This is such a stupid argument. Why wont people use the correct APIs? Do you have a deathwish for your own business to intentionally keep using legacy technology and not take advantage of the massive performance and efficiency gains from using newer API.

 

The simple fact is Apple's hardware can perform if they are written correctly. If they are not, they still perform as well as their more reasonable equal counterparts. Those are extremely impressive achievements. And people who actually use these machines wholeheartedly agree on it. So I dont know why you keep bringing up such arguments.

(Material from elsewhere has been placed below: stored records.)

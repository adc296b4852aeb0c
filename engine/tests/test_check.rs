//! Tests for Check routing
//!
//! A gate with an expected-parameter condition, a dedicated false path
//! and pass-through behaviour that never holds a transaction.

use std::sync::Arc;

use queueing_simulator_core_rs::{
    Block, BlockRef, BlockStats, Check, Hole, Parameter, SimContext, Transaction,
    TransactionHandle,
};

fn transact(id: u64) -> TransactionHandle {
    TransactionHandle::new(Transaction::new(id, 0))
}

fn counts(check: &Check) -> (u64, u64) {
    match check.report().stats {
        BlockStats::Check { cnt_true, cnt_false } => (cnt_true, cnt_false),
        other => panic!("unexpected stats {:?}", other),
    }
}

#[test]
fn test_routes_by_expected_parameter() {
    let ctx = Arc::new(SimContext::new(1));
    ctx.advance_clock();
    let accepted = Hole::new("Accepted");
    accepted.wire(vec![], &ctx);
    let rejected = Hole::new("Rejected");
    rejected.wire(vec![], &ctx);
    let gate = Check::new(
        "Gate",
        Some(rejected.clone() as BlockRef),
        vec![Parameter::assign("X", 1i64)],
    );
    gate.wire(vec![accepted.clone() as BlockRef], &ctx);

    // X = 1 goes down the true path
    let matching = transact(1);
    matching.set_parameters(vec![Parameter::assign("X", 1i64)]);
    assert!(gate.append_transact(&matching));

    // X = 2 goes down the false path
    let mismatching = transact(2);
    mismatching.set_parameters(vec![Parameter::assign("X", 2i64)]);
    assert!(gate.append_transact(&mismatching));

    // A missing X is a mismatch too
    let missing = transact(3);
    assert!(gate.append_transact(&missing));

    assert_eq!(counts(&gate), (1, 2));
    assert_eq!(accepted.killed(), 1);
    assert_eq!(rejected.killed(), 2);
}

#[test]
fn test_all_expected_parameters_must_match() {
    let ctx = Arc::new(SimContext::new(1));
    let accepted = Hole::new("Accepted");
    accepted.wire(vec![], &ctx);
    let gate = Check::new(
        "Gate",
        None,
        vec![
            Parameter::assign("Color", "red"),
            Parameter::assign("Size", 3i64),
        ],
    );
    gate.wire(vec![accepted.clone() as BlockRef], &ctx);

    let half = transact(1);
    half.set_parameters(vec![Parameter::assign("Color", "red")]);
    assert!(!gate.append_transact(&half), "one of two expected parameters is not enough");

    let full = transact(2);
    full.set_parameters(vec![
        Parameter::assign("Color", "red"),
        Parameter::assign("Size", 3i64),
    ]);
    assert!(gate.append_transact(&full));
    assert_eq!(counts(&gate), (1, 1));
}

#[test]
fn test_without_false_path_failures_stay_with_sender() {
    let ctx = Arc::new(SimContext::new(1));
    let accepted = Hole::new("Accepted");
    accepted.wire(vec![], &ctx);
    let gate = Check::new("Gate", None, vec![Parameter::assign("X", 1i64)]);
    gate.wire(vec![accepted.clone() as BlockRef], &ctx);

    let t = transact(1);
    assert!(
        !gate.append_transact(&t),
        "with no false path the sender keeps a failing transaction"
    );
    assert!(!t.is_killed());
    assert_eq!(counts(&gate), (0, 1));
}

#[test]
fn test_check_never_holds() {
    let ctx = Arc::new(SimContext::new(1));
    let gate = Check::new("Gate", None, vec![]);
    gate.wire(vec![], &ctx);

    // An empty condition is vacuously true, but there is nowhere to go
    let t = transact(1);
    assert!(!gate.append_transact(&t));
    assert!(gate.held_snapshot().is_empty());
}

#[test]
fn test_predicate_gate() {
    let ctx = Arc::new(SimContext::new(1));
    let accepted = Hole::new("Accepted");
    accepted.wire(vec![], &ctx);
    let rejected = Hole::new("Rejected");
    rejected.wire(vec![], &ctx);
    let gate = Check::with_predicate(
        "Odd",
        Box::new(|_, t| t.id() % 2 == 1),
        Some(rejected.clone() as BlockRef),
    );
    gate.wire(vec![accepted.clone() as BlockRef], &ctx);

    for id in 1..=6 {
        assert!(gate.append_transact(&transact(id)));
    }
    assert_eq!(counts(&gate), (3, 3));
    assert_eq!(accepted.killed(), 3);
    assert_eq!(rejected.killed(), 3);
}
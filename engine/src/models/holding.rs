//! Holding set, the transaction buffer inside each block
//!
//! Keyed by transaction id, ordered by insertion so snapshot iteration (and
//! therefore queue service) is first-in first-out and deterministic.

use indexmap::IndexMap;

use super::handle::TransactionHandle;

/// Insertion-ordered buffer of transactions held by one block
#[derive(Debug, Default)]
pub struct HoldingSet {
    items: IndexMap<u64, TransactionHandle>,
}

impl HoldingSet {
    /// Empty holding set
    pub fn new() -> Self {
        Self {
            items: IndexMap::new(),
        }
    }

    /// Insert a transaction, keyed by its id
    pub fn push(&mut self, transact: TransactionHandle) {
        self.items.insert(transact.id(), transact);
    }

    /// Remove a transaction by id, preserving the order of the rest
    pub fn remove(&mut self, id: u64) -> Option<TransactionHandle> {
        self.items.shift_remove(&id)
    }

    /// Number of held transactions
    pub fn len(&self) -> usize {
        self.items.len()
    }

    /// Is the set empty?
    pub fn is_empty(&self) -> bool {
        self.items.is_empty()
    }

    /// Look up a held transaction by id
    pub fn get(&self, id: u64) -> Option<&TransactionHandle> {
        self.items.get(&id)
    }

    /// Oldest held transaction, if any
    pub fn first(&self) -> Option<&TransactionHandle> {
        self.items.values().next()
    }

    /// Clone out the current contents in insertion order
    ///
    /// Blocks act on a snapshot taken at the start of the tick; transactions
    /// arriving later in the same tick are not in it.
    pub fn snapshot(&self) -> Vec<TransactionHandle> {
        self.items.values().cloned().collect()
    }
}
//! Hole block
//!
//! Terminal sink. Always accepts, kills the transaction on arrival and
//! keeps lifetime statistics over everything that fell in.

use std::sync::Arc;

use parking_lot::Mutex;
use tracing::trace;

use crate::core::SimContext;
use crate::models::TransactionHandle;
use crate::report::{safe_div, BlockReport, BlockStats};

use super::{Block, BlockBase, BlockRef};

#[derive(Default)]
struct HoleState {
    killed: u64,
    sum_advance: f64,
    sum_life: f64,
}

/// Terminal sink
pub struct Hole {
    base: BlockBase,
    state: Mutex<HoleState>,
}

impl Hole {
    /// Create a new Hole block
    pub fn new(name: &str) -> Arc<Self> {
        Arc::new(Self {
            base: BlockBase::new(name),
            state: Mutex::new(HoleState::default()),
        })
    }

    /// Transactions that ended here
    pub fn killed(&self) -> u64 {
        self.state.lock().killed
    }
}

impl Block for Hole {
    fn name(&self) -> &str {
        self.base.name()
    }

    fn wire(&self, successors: Vec<BlockRef>, ctx: &Arc<SimContext>) {
        self.base.wire(successors, ctx);
    }

    fn append_transact(&self, transact: &TransactionHandle) -> bool {
        trace!("Append transact {} to {}", transact.id(), self.base.name());
        transact.set_holder_name(self.base.name());
        transact.kill(self.base.ctx().model_time());
        let mut state = self.state.lock();
        state.killed += 1;
        state.sum_advance += transact.advance_time() as f64;
        state.sum_life += transact.life() as f64;
        true
    }

    fn report(&self) -> BlockReport {
        let state = self.state.lock();
        BlockReport {
            name: self.base.name().to_string(),
            stats: BlockStats::Hole {
                killed: state.killed,
                average_advance: safe_div(state.sum_advance, state.killed as f64),
                average_life: safe_div(state.sum_life, state.killed as f64),
            },
        }
    }
}
//! Shared transaction handle
//!
//! Blocks hold and hand off transactions through [`TransactionHandle`], a
//! cheaply clonable reference to one mutex-guarded [`Transaction`]. During a
//! hand-off two blocks momentarily reference the same transaction; the
//! handle's lock keeps every individual operation atomic. The lock is a leaf:
//! no handle method calls back into any block, so holding it can never
//! participate in a lock cycle.

use std::sync::Arc;

use parking_lot::Mutex;
use tracing::trace;

use super::transaction::{ParamValue, Parameter, Parts, Transaction};

/// Shared handle to one transaction
///
/// Every method takes the inner lock for the duration of that call only.
///
/// # Example
/// ```
/// use queueing_simulator_core_rs::{Transaction, TransactionHandle};
///
/// let handle = TransactionHandle::new(Transaction::new(1, 0));
/// let alias = handle.clone();
/// alias.set_ticks(4);
/// assert_eq!(handle.ticks(), 4);
/// ```
#[derive(Debug, Clone)]
pub struct TransactionHandle {
    inner: Arc<Mutex<Transaction>>,
}

impl TransactionHandle {
    /// Wrap a transaction in a shared handle
    pub fn new(transaction: Transaction) -> Self {
        Self {
            inner: Arc::new(Mutex::new(transaction)),
        }
    }

    /// Transaction id
    pub fn id(&self) -> u64 {
        self.inner.lock().id()
    }

    /// Overwrite the id
    pub fn set_id(&self, id: u64) {
        self.inner.lock().set_id(id);
    }

    /// Tick the transaction was created
    pub fn born(&self) -> usize {
        self.inner.lock().born()
    }

    /// Lifetime in ticks, kill tick minus birth tick
    pub fn life(&self) -> usize {
        self.inner.lock().life()
    }

    /// Stamp the kill tick
    pub fn kill(&self, tick: usize) {
        self.inner.lock().kill(tick);
    }

    /// Has this transaction been killed?
    pub fn is_killed(&self) -> bool {
        self.inner.lock().is_killed()
    }

    /// Remaining delay at the current block
    pub fn ticks(&self) -> usize {
        self.inner.lock().ticks()
    }

    /// Assign a new delay and add it to the cumulative advance time
    pub fn set_ticks(&self, interval: usize) {
        self.inner.lock().set_ticks(interval);
    }

    /// Decrement the remaining delay, flooring at zero
    pub fn dec_ticks(&self) {
        self.inner.lock().dec_ticks();
    }

    /// Is the remaining delay over?
    pub fn is_the_end(&self) -> bool {
        self.inner.lock().is_the_end()
    }

    /// Cumulative time spent delayed or queued
    pub fn advance_time(&self) -> usize {
        self.inner.lock().advance_time()
    }

    /// Account one tick of queue waiting
    pub fn inq_queue_time(&self) {
        self.inner.lock().inq_queue_time();
    }

    /// Time spent waiting in the current queue
    pub fn queue_time(&self) -> usize {
        self.inner.lock().queue_time()
    }

    /// Reset the queue time
    pub fn reset_queue_time(&self) {
        self.inner.lock().reset_queue_time();
    }

    /// Name of the block currently holding this transaction
    pub fn holder_name(&self) -> String {
        self.inner.lock().holder_name().to_string()
    }

    /// Record the holding block
    pub fn set_holder_name(&self, name: &str) {
        self.inner.lock().set_holder_name(name);
    }

    /// Split lineage
    pub fn parts(&self) -> Parts {
        self.inner.lock().parts()
    }

    /// Stamp split lineage
    pub fn set_parts(&self, part: usize, total_parts: usize, parent_id: u64) {
        self.inner.lock().set_parts(part, total_parts, parent_id);
    }

    /// Look up a parameter by name, cloned out of the transaction
    pub fn parameter(&self, name: &str) -> Option<ParamValue> {
        self.inner.lock().parameter(name).cloned()
    }

    /// Apply parameter assignments
    pub fn set_parameters(&self, parameters: Vec<Parameter>) {
        self.inner.lock().set_parameters(parameters);
    }

    /// Value copy of the whole transaction, for reporting and inspection
    pub fn snapshot(&self) -> Transaction {
        self.inner.lock().clone()
    }

    /// Fork a value-independent copy under a fresh id
    ///
    /// The copy duplicates every field including the full parameter map;
    /// mutating one side never affects the other.
    pub fn copy_with_id(&self, id: u64) -> TransactionHandle {
        let mut copy = self.inner.lock().clone();
        copy.set_id(id);
        TransactionHandle::new(copy)
    }

    /// Emit the per-transaction trace line
    ///
    /// `now` is the current model time; life is reported relative to it.
    pub fn print_info(&self, now: usize) {
        let t = self.inner.lock();
        trace!(
            "Transaction Id: {} Born: {} Advance time: {} Transaction life: {} \
             Holder Name: {} Ticks: {} Time in queue: {}",
            t.id(),
            t.born(),
            t.advance_time(),
            now.saturating_sub(t.born()),
            t.holder_name(),
            t.ticks(),
            t.queue_time()
        );
    }
}

#[cfg(test)]
mod tests {
    use super::*;

    #[test]
    fn test_handle_aliases_share_state() {
        let handle = TransactionHandle::new(Transaction::new(1, 0));
        let alias = handle.clone();

        alias.set_ticks(3);
        alias.set_holder_name("Barber");

        assert_eq!(handle.ticks(), 3);
        assert_eq!(handle.holder_name(), "Barber");
    }

    #[test]
    fn test_copy_with_id_is_independent() {
        let handle = TransactionHandle::new(Transaction::new(1, 0));
        handle.set_parameters(vec![Parameter::assign("X", 1)]);

        let copy = handle.copy_with_id(2);
        copy.set_parameters(vec![Parameter::assign("X", 2)]);

        assert_eq!(handle.id(), 1);
        assert_eq!(copy.id(), 2);
        assert_eq!(handle.parameter("X"), Some(ParamValue::Int(1)));
        assert_eq!(copy.parameter("X"), Some(ParamValue::Int(2)));
    }
}
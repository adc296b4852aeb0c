//! Bifacility block pair
//!
//! The same exclusive-occupancy contract as [`Facility`](super::Facility),
//! split across two network positions sharing one occupancy record. The
//! entry half claims the resource with no delay of its own and immediately
//! pushes the transaction onward; the occupancy then lasts for whatever
//! happens in the network between entry and exit. The exit half releases
//! the resource, and accepts only the one transaction that is validly
//! exiting this specific occupancy.
//!
//! The entry half carries all statistics; the exit half reports nothing.

use std::sync::Arc;

use parking_lot::Mutex;
use tracing::trace;

use crate::core::SimContext;
use crate::models::{HoldingSet, ParamValue, Parameter, TransactionHandle};
use crate::report::{safe_div, BlockReport, BlockStats, Occupant};

use super::{Block, BlockBase, BlockRef};

/// Occupancy record shared by the entry and exit halves
struct BifacilityState {
    /// The transaction owning the resource, entry to exit; `None` means free
    occupant: Option<TransactionHandle>,
    /// Entered but not yet accepted by any of the entry half's successors
    pending: HoldingSet,
    /// "Facility" parameter archived at the current occupant's entry;
    /// `None` records that the occupant had no such parameter
    captured_facility: Option<ParamValue>,
    /// Tick the current occupant claimed the resource
    entered_at: usize,
    sum_advance: f64,
    cnt_transact: u64,
}

/// Constructor for the entry/exit pair
///
/// # Example
/// ```
/// use queueing_simulator_core_rs::Bifacility;
///
/// let (repair_in, repair_out) = Bifacility::new("Repair");
/// assert_eq!(repair_out.exit_name(), "Repair_OUT");
/// ```
pub struct Bifacility;

impl Bifacility {
    /// Create a linked entry/exit pair over one occupancy record
    ///
    /// The exit half is named `<name>_OUT`.
    pub fn new(name: &str) -> (Arc<InFacility>, Arc<OutFacility>) {
        let shared = Arc::new(Mutex::new(BifacilityState {
            occupant: None,
            pending: HoldingSet::new(),
            captured_facility: None,
            entered_at: 0,
            sum_advance: 0.0,
            cnt_transact: 0,
        }));
        let entry = Arc::new(InFacility {
            base: BlockBase::new(name),
            shared: Arc::clone(&shared),
        });
        let exit = Arc::new(OutFacility {
            base: BlockBase::new(&format!("{}_OUT", name)),
            shared,
        });
        (entry, exit)
    }
}

/// Entry half: claims ownership of the resource
pub struct InFacility {
    base: BlockBase,
    shared: Arc<Mutex<BifacilityState>>,
}

impl InFacility {
    /// Is the resource free?
    pub fn is_empty(&self) -> bool {
        self.shared.lock().occupant.is_none()
    }
}

impl Block for InFacility {
    fn name(&self) -> &str {
        self.base.name()
    }

    fn wire(&self, successors: Vec<BlockRef>, ctx: &Arc<SimContext>) {
        self.base.wire(successors, ctx);
    }

    fn append_transact(&self, transact: &TransactionHandle) -> bool {
        let now = self.base.ctx().model_time();
        {
            let mut state = self.shared.lock();
            if state.occupant.is_some() {
                // Facility is busy
                return false;
            }
            trace!("Append transact {} to {}", transact.id(), self.base.name());
            transact.set_holder_name(self.base.name());
            state.captured_facility = transact.parameter("Facility");
            transact.set_parameters(vec![Parameter::assign("Facility", self.base.name())]);
            state.occupant = Some(transact.clone());
            state.pending.push(transact.clone());
            state.cnt_transact += 1;
            state.entered_at = now;
        }
        // Claimed; now push straight into the guarded section.
        transact.print_info(now);
        if self.base.try_forward(transact) {
            self.shared.lock().pending.remove(transact.id());
        }
        true
    }

    fn held_snapshot(&self) -> Vec<TransactionHandle> {
        self.shared.lock().pending.snapshot()
    }

    fn handle_transacts(&self, tick: usize, held: &[TransactionHandle]) {
        // Retry the forward that failed at entry time.
        for transact in held {
            transact.print_info(tick);
            if self.base.try_forward(transact) {
                self.shared.lock().pending.remove(transact.id());
            }
        }
    }

    fn report(&self) -> BlockReport {
        let elapsed = self.base.ctx().model_time();
        let state = self.shared.lock();
        let occupant = state.occupant.as_ref().map(|transact| {
            let parts = transact.parts();
            Occupant {
                transact_id: transact.id(),
                part: parts.part,
                parent_id: parts.parent_id,
            }
        });
        BlockReport {
            name: self.base.name().to_string(),
            stats: BlockStats::Facility {
                average_advance: safe_div(state.sum_advance, state.cnt_transact as f64),
                utilization_pct: safe_div(100.0 * state.sum_advance, elapsed as f64),
                entries: state.cnt_transact,
                occupant,
            },
        }
    }
}

/// Exit half: releases ownership of the resource
pub struct OutFacility {
    base: BlockBase,
    shared: Arc<Mutex<BifacilityState>>,
}

impl OutFacility {
    /// Name of the exit half (`<entry name>_OUT`)
    pub fn exit_name(&self) -> &str {
        self.base.name()
    }
}

impl Block for OutFacility {
    fn name(&self) -> &str {
        self.base.name()
    }

    fn wire(&self, successors: Vec<BlockRef>, ctx: &Arc<SimContext>) {
        self.base.wire(successors, ctx);
    }

    fn append_transact(&self, transact: &TransactionHandle) -> bool {
        let now = self.base.ctx().model_time();
        {
            let state = self.shared.lock();
            let holder = state.occupant.as_ref().map(|t| t.id());
            // Only the transaction recorded as the current occupant may exit.
            if holder != Some(transact.id()) {
                return false;
            }
        }
        trace!("Append transact {} to {}", transact.id(), self.base.name());
        transact.print_info(now);
        let captured = self.shared.lock().captured_facility.clone();
        transact.set_parameters(vec![Parameter {
            name: "Facility".to_string(),
            value: captured,
        }]);
        if self.base.try_forward(transact) {
            let mut state = self.shared.lock();
            state.sum_advance += now.saturating_sub(state.entered_at) as f64;
            state.pending.remove(transact.id());
            state.occupant = None;
            true
        } else {
            // Still occupying: re-stamp so the transaction is never seen
            // with a foreign or empty "Facility" parameter while inside.
            transact.set_parameters(vec![Parameter::assign("Facility", self.base.name())]);
            false
        }
    }

    fn report(&self) -> BlockReport {
        BlockReport {
            name: self.base.name().to_string(),
            stats: BlockStats::Silent,
        }
    }
}
//! Simulation context shared between the scheduler and all blocks
//!
//! The simulation operates in discrete ticks. The scheduler owns the clock
//! and advances it exactly once per tick, after every block has finished its
//! work for that tick; blocks only ever read it. The context also hands out
//! transaction ids and carries the cooperative stop flag, so any block can
//! end the run.
//!
//! All fields are atomics: the context is shared across the per-tick worker
//! threads behind an `Arc`, and the per-tick join is the synchronization
//! point between clock writes and block reads.

use std::sync::atomic::{AtomicBool, AtomicU64, AtomicUsize, Ordering};

use crate::rng::RngManager;

/// Shared clock, id source and stop flag for one simulation run
///
/// # Example
/// ```
/// use queueing_simulator_core_rs::SimContext;
///
/// let ctx = SimContext::new(12345);
/// assert_eq!(ctx.model_time(), 0);
/// assert_eq!(ctx.next_transact_id(), 1);
/// assert_eq!(ctx.next_transact_id(), 2);
/// ```
#[derive(Debug)]
pub struct SimContext {
    /// Ticks elapsed since simulation start
    model_time: AtomicUsize,
    /// Configured horizon; 0 until `start` publishes it
    sim_time: AtomicUsize,
    /// Cooperative stop flag, checked by the scheduler once per tick
    done: AtomicBool,
    /// Next free transaction id; ids start at 1, 0 is never handed out
    next_id: AtomicU64,
    /// Run seed, the root of every per-block RNG stream
    seed: u64,
}

impl SimContext {
    /// Create a fresh context for one run
    pub fn new(seed: u64) -> Self {
        Self {
            model_time: AtomicUsize::new(0),
            sim_time: AtomicUsize::new(0),
            done: AtomicBool::new(false),
            next_id: AtomicU64::new(1),
            seed,
        }
    }

    /// Current tick (total ticks since start)
    pub fn model_time(&self) -> usize {
        self.model_time.load(Ordering::Relaxed)
    }

    /// Advance the clock by one tick and return the new value
    ///
    /// Called by the scheduler only, between ticks.
    pub fn advance_clock(&self) -> usize {
        self.model_time.fetch_add(1, Ordering::Relaxed) + 1
    }

    /// Configured simulation horizon in ticks
    pub fn sim_time(&self) -> usize {
        self.sim_time.load(Ordering::Relaxed)
    }

    /// Publish the horizon at the start of a run
    pub fn set_sim_time(&self, ticks: usize) {
        self.sim_time.store(ticks, Ordering::Relaxed);
    }

    /// Has the run been asked to stop?
    pub fn is_stopped(&self) -> bool {
        self.done.load(Ordering::Relaxed)
    }

    /// Ask the run to stop after the current tick completes
    ///
    /// Callable from any thread, including a block's own tick work.
    pub fn request_stop(&self) {
        self.done.store(true, Ordering::Relaxed);
    }

    /// Allocate a fresh transaction id, unique within this run
    pub fn next_transact_id(&self) -> u64 {
        self.next_id.fetch_add(1, Ordering::Relaxed)
    }

    /// Run seed
    pub fn seed(&self) -> u64 {
        self.seed
    }

    /// Deterministic RNG stream for a named block
    pub fn rng_for(&self, name: &str) -> RngManager {
        RngManager::for_block(self.seed, name)
    }
}
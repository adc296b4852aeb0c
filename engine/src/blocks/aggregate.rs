//! Aggregate block
//!
//! Reassembly point for families made by a Split. Fragments of the same
//! parent are collected until the whole family has arrived; then one
//! survivor continues under the original parent id (part label cleared)
//! and the siblings are killed. Transactions that never were split pass
//! straight through.

use std::collections::HashMap;
use std::sync::Arc;

use parking_lot::Mutex;
use tracing::trace;

use crate::core::SimContext;
use crate::models::{HoldingSet, TransactionHandle};
use crate::report::{BlockReport, BlockStats};

use super::{Block, BlockBase, BlockRef};

#[derive(Default)]
struct AggregateState {
    /// Incomplete families, keyed by parent id
    families: HashMap<u64, Vec<TransactionHandle>>,
    /// Merged survivors and pass-throughs refused downstream
    ready: HoldingSet,
    merged: u64,
    passed: u64,
}

/// Fan-in block
pub struct Aggregate {
    base: BlockBase,
    state: Mutex<AggregateState>,
}

impl Aggregate {
    /// Create a new Aggregate block
    pub fn new(name: &str) -> Arc<Self> {
        Arc::new(Self {
            base: BlockBase::new(name),
            state: Mutex::new(AggregateState::default()),
        })
    }

    /// Fragments currently waiting for the rest of their family
    pub fn parts_pending(&self) -> usize {
        self.state.lock().families.values().map(Vec::len).sum()
    }

    fn offer_onward(&self, transact: &TransactionHandle) {
        if !self.base.try_forward(transact) {
            self.state.lock().ready.push(transact.clone());
        }
    }
}

impl Block for Aggregate {
    fn name(&self) -> &str {
        self.base.name()
    }

    fn wire(&self, successors: Vec<BlockRef>, ctx: &Arc<SimContext>) {
        self.base.wire(successors, ctx);
    }

    fn append_transact(&self, transact: &TransactionHandle) -> bool {
        trace!("Append transact {} to {}", transact.id(), self.base.name());
        transact.set_holder_name(self.base.name());
        let parts = transact.parts();
        if !parts.is_fragment() {
            self.state.lock().passed += 1;
            self.offer_onward(transact);
            return true;
        }

        let family = {
            let mut state = self.state.lock();
            let family = state.families.entry(parts.parent_id).or_default();
            family.push(transact.clone());
            if family.len() < parts.total_parts {
                return true;
            }
            state.merged += 1;
            state.families.remove(&parts.parent_id).unwrap_or_default()
        };

        let now = self.base.ctx().model_time();
        let mut members: Vec<TransactionHandle> = family;
        members.sort_by_key(|member| member.parts().part);
        let mut members = members.into_iter();
        let survivor = match members.next() {
            Some(survivor) => survivor,
            None => return true,
        };
        for sibling in members {
            sibling.kill(now);
        }
        survivor.set_id(parts.parent_id);
        survivor.set_parts(0, 0, 0);
        self.offer_onward(&survivor);
        true
    }

    fn held_snapshot(&self) -> Vec<TransactionHandle> {
        self.state.lock().ready.snapshot()
    }

    fn handle_transacts(&self, tick: usize, held: &[TransactionHandle]) {
        for transact in held {
            transact.print_info(tick);
            if self.base.try_forward(transact) {
                self.state.lock().ready.remove(transact.id());
            }
        }
    }

    fn report(&self) -> BlockReport {
        let state = self.state.lock();
        BlockReport {
            name: self.base.name().to_string(),
            stats: BlockStats::Aggregate {
                merged: state.merged,
                passed: state.passed,
                parts_pending: state.families.values().map(Vec::len).sum(),
            },
        }
    }
}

That is again a extremely dumb conclusion. What would end up leading any industry is the whoever is better. Historically CISC based designs were just better than RISC based. That's why it died. Except today, Apple Silicon has the best perf/watt and their iGPUs are on par with dedicated graphics with dedicated coolers. The only reason why ARM would take more time for take over x86 will be because Apple only makes chips for themselves. So we will need other companies like Qualcomm or anyone else to catchup to Apple first before we even think about the end of x86.

 

The adoption rate is defined by mass consumers, not small tech groups like us. And believe me they dont give jack shit about ARM vs x86. They only care about how much work can be done in given period and how good the efficiency/battery life is. Both of which Apple Silicon has done wonders in

Because what Apple thinks are the correct APIs and the rest of the industry thinks are the correct APIs can be two different things, evidenced by this test where the Apple hardware excels but in many others it gets worked. I don't use Photoshop or video editing software, but for the entire almost 20 years I've worked in the professional architectural BIM/CAD environment, Apple hardware/OS has had somewhere between none and shitty support. This only changed with bootcamp when they were running compatible hardware and you could run Windows, but even then it was a waste of money to pay more for a Mac that had limited upgrade potential and control over the hardware for the end user.

 

x86 is going to continue leading the industry for a long time, you guys are delusional. Again, this has been attempted multiple times and failed, because open hardware standards are going to triumph in the desktop space more than locked-in environments. Outside of a few niche professions, the range of hardware offered in x86 systems is more important to users. Apple and QUALCOMM have no interest in opening up hardware, so that alone is never doing to tip the scales in ARM's favor.

 

And how many x86 systems are being purchased and used every day? How many SIs assemble x86 systems? How many people are buying used x86 parts on eBay or Craigslist and throwing computers together? x86 has and will be dominating the industry. I don't really have issues with Apple hardware, I can scan around my room and see 3 Macs including one with a G4, and I have a G3 in another room, but you guys are just fanboying incredibly hard and it's a bit weird. All data, logic, and historical demonstrations refute this claim that ARM will be replacing x86.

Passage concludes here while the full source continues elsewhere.